What is the UKROP party leader accused of

The politician is suspected in creating a criminal organization, seizing funds of a particularly large scale, the theft of an automobile and unlawful possession.

Now the prosecutors claim that due to the electronic bracelet data, Korban violated the house arrest regime over 30 times. Also, one of the witnesses has filed a claim regarding Korban putting pressure on him/her, as well as trying to destroy the documents proving unlawful activities.

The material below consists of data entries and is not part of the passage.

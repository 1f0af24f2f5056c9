//! Similarity strategies
//!
//! A strategy scores candidate vectors against reference vectors within one
//! vector space (one embedding model). Two implementations share the
//! contract: [`ExactCosine`] and [`ApproximateIndex`]. Which one a run uses
//! is a configuration value.

mod approximate;
mod exact;

pub use approximate::ApproximateIndex;
pub use exact::ExactCosine;

use crate::grouping::{GroupedCorpus, VectorRef};
use crate::vector_math::UnitVector;
use preprintbot_common::config::AnnConfig;
use preprintbot_common::embeddings::PaperId;
use preprintbot_common::errors::{AppError, Result};
use preprintbot_common::recommendations::MatchMethod;
use std::collections::BTreeMap;
use std::sync::Arc;
use tracing::warn;

/// One scored vector pair
#[derive(Debug, Clone, Copy, PartialEq)]
pub struct MatchCandidate {
    pub candidate_paper_id: PaperId,
    pub score: f32,
    pub reference: VectorRef,
    pub candidate: VectorRef,
    /// Produced by an approximate index lookup
    pub approximate: bool,
}

/// Normalised vectors of one model
#[derive(Debug, Clone, Default)]
pub struct VectorSpace {
    pub dimension: usize,
    pub sources: Vec<VectorRef>,
    pub units: Vec<UnitVector>,
}

impl VectorSpace {
    pub fn new(dimension: usize) -> Self {
        Self {
            dimension,
            ..Default::default()
        }
    }

    pub fn push(&mut self, source: VectorRef, unit: UnitVector) {
        self.sources.push(source);
        self.units.push(unit);
    }

    pub fn len(&self) -> usize {
        self.units.len()
    }

    pub fn is_empty(&self) -> bool {
        self.units.is_empty()
    }
}

/// A grouped corpus normalised for matching, one space per model
#[derive(Debug, Clone, Default)]
pub struct PreparedCorpus {
    pub spaces: BTreeMap<String, VectorSpace>,
    /// Vectors skipped for zero or non-finite magnitude
    pub degenerate: u64,
}

impl PreparedCorpus {
    /// Normalise every participating vector, skipping and counting degenerate ones
    pub fn prepare(corpus: &GroupedCorpus, use_sections: bool) -> Self {
        let mut prepared = Self::default();

        for paper in corpus.papers.values() {
            for (model, source, vector) in paper.vectors(use_sections) {
                match UnitVector::new(vector) {
                    Ok(unit) => {
                        let dimension = corpus.dimensions.get(model).copied().unwrap_or(vector.len());
                        prepared
                            .spaces
                            .entry(model.to_string())
                            .or_insert_with(|| VectorSpace::new(dimension))
                            .push(source, unit);
                    }
                    Err(e) => {
                        warn!(
                            paper_id = source.paper_id,
                            kind = %source.kind,
                            section_id = ?source.section_id,
                            error = %e,
                            "Skipping degenerate vector"
                        );
                        prepared.degenerate += 1;
                    }
                }
            }
        }

        prepared
    }

    /// Usable vectors across all models
    pub fn vector_count(&self) -> usize {
        self.spaces.values().map(VectorSpace::len).sum()
    }

    pub fn is_empty(&self) -> bool {
        self.vector_count() == 0
    }
}

/// Pluggable matcher over one vector space
pub trait SimilarityStrategy: Send + Sync {
    fn method(&self) -> MatchMethod;

    /// Score candidate vectors against the references
    fn find_matches(
        &self,
        references: &VectorSpace,
        candidates: &VectorSpace,
    ) -> Result<Vec<MatchCandidate>>;
}

/// Create the strategy for a method; an index is searched deep enough to
/// fill `top_x` results
pub fn build_strategy(method: MatchMethod, ann: &AnnConfig, top_x: usize) -> Arc<dyn SimilarityStrategy> {
    match method {
        MatchMethod::Exact => Arc::new(ExactCosine),
        MatchMethod::Approximate => Arc::new(ApproximateIndex::new(*ann).with_top_x(top_x)),
    }
}

/// Score one candidate batch, pairing vectors of the same model only.
///
/// A model present on one side only contributes nothing.
pub fn score_batch(
    strategy: &dyn SimilarityStrategy,
    references: &PreparedCorpus,
    candidates: &PreparedCorpus,
) -> Result<Vec<MatchCandidate>> {
    let mut matches = Vec::new();

    for (model, candidate_space) in &candidates.spaces {
        let Some(reference_space) = references.spaces.get(model) else {
            continue;
        };
        if reference_space.dimension != candidate_space.dimension {
            return Err(AppError::DimensionMismatch {
                expected: reference_space.dimension,
                got: candidate_space.dimension,
            });
        }
        if reference_space.is_empty() || candidate_space.is_empty() {
            continue;
        }

        matches.extend(strategy.find_matches(reference_space, candidate_space)?);
    }

    Ok(matches)
}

Due to the prosecution, the UKROP leader had provided health certificates issued by a private clinic belonging to Korban himself through the affiliated persons. As a result of the searches conducted, proof of paying money to some MPs had been found. Also, some corruption “schemes” planning raids on many enterprises were found.

From a raider to a martyr

“Political repressions, persecution for patriotic beliefs, and arbitrariness of the law-enforcement system in Ukraine have acquired a menacing scale,” a petition to Petro Poroshenko says. An UKROP parliament member Vitaliy Kupriy published the text of the petition on Facebook announcing it to appear on the President’s website in the nearest days.

Korban court Ukraine
Korban’s supporters holding posters with his face during the court hearings. Photo: Yuriy Andreev

“The most drastic example is the ‘case of Henadiy Korban,’ which proves the existence and spreading of practices of fabricated criminal proceedings and administrative pressure of the presidential vertical on courts, prosecution, security service, newly established police,and the National Guard,” the petition goes on to demand to stop political repressions and set free all political prisoners.

This new turn in the case against “Poroshenko’s main political opponent,” as many call Korban, didn’t bring Ukrainians to the streets. Yet, bloggers and commentators widely criticize the authorities for turning litigation into a dramatic show with overnight arrests, 30-hours long hearings, fights in the court room and legal violations on almost every step of the process.

The more Korban’s case reminds the political repressions from Yanukovych’s times, the fewer people remember Korban giving out food to win snap elections to the parliament in the scandalous 205 district, and even fewer – him admitting to having conducted corporate raids in the past.

In a country where no one has been punished for shooting down a very recent revolution and lack of judiciary reform is widely criticized abroad, such a rapid and dramatic development of prosecuting Poroshenko’s main political opponent’s protégé evokes painful associations. The very end of a political year of 2015 seems to have added to Ukraine’s dictionary a worrisome new term “Poroshenko’s regime.”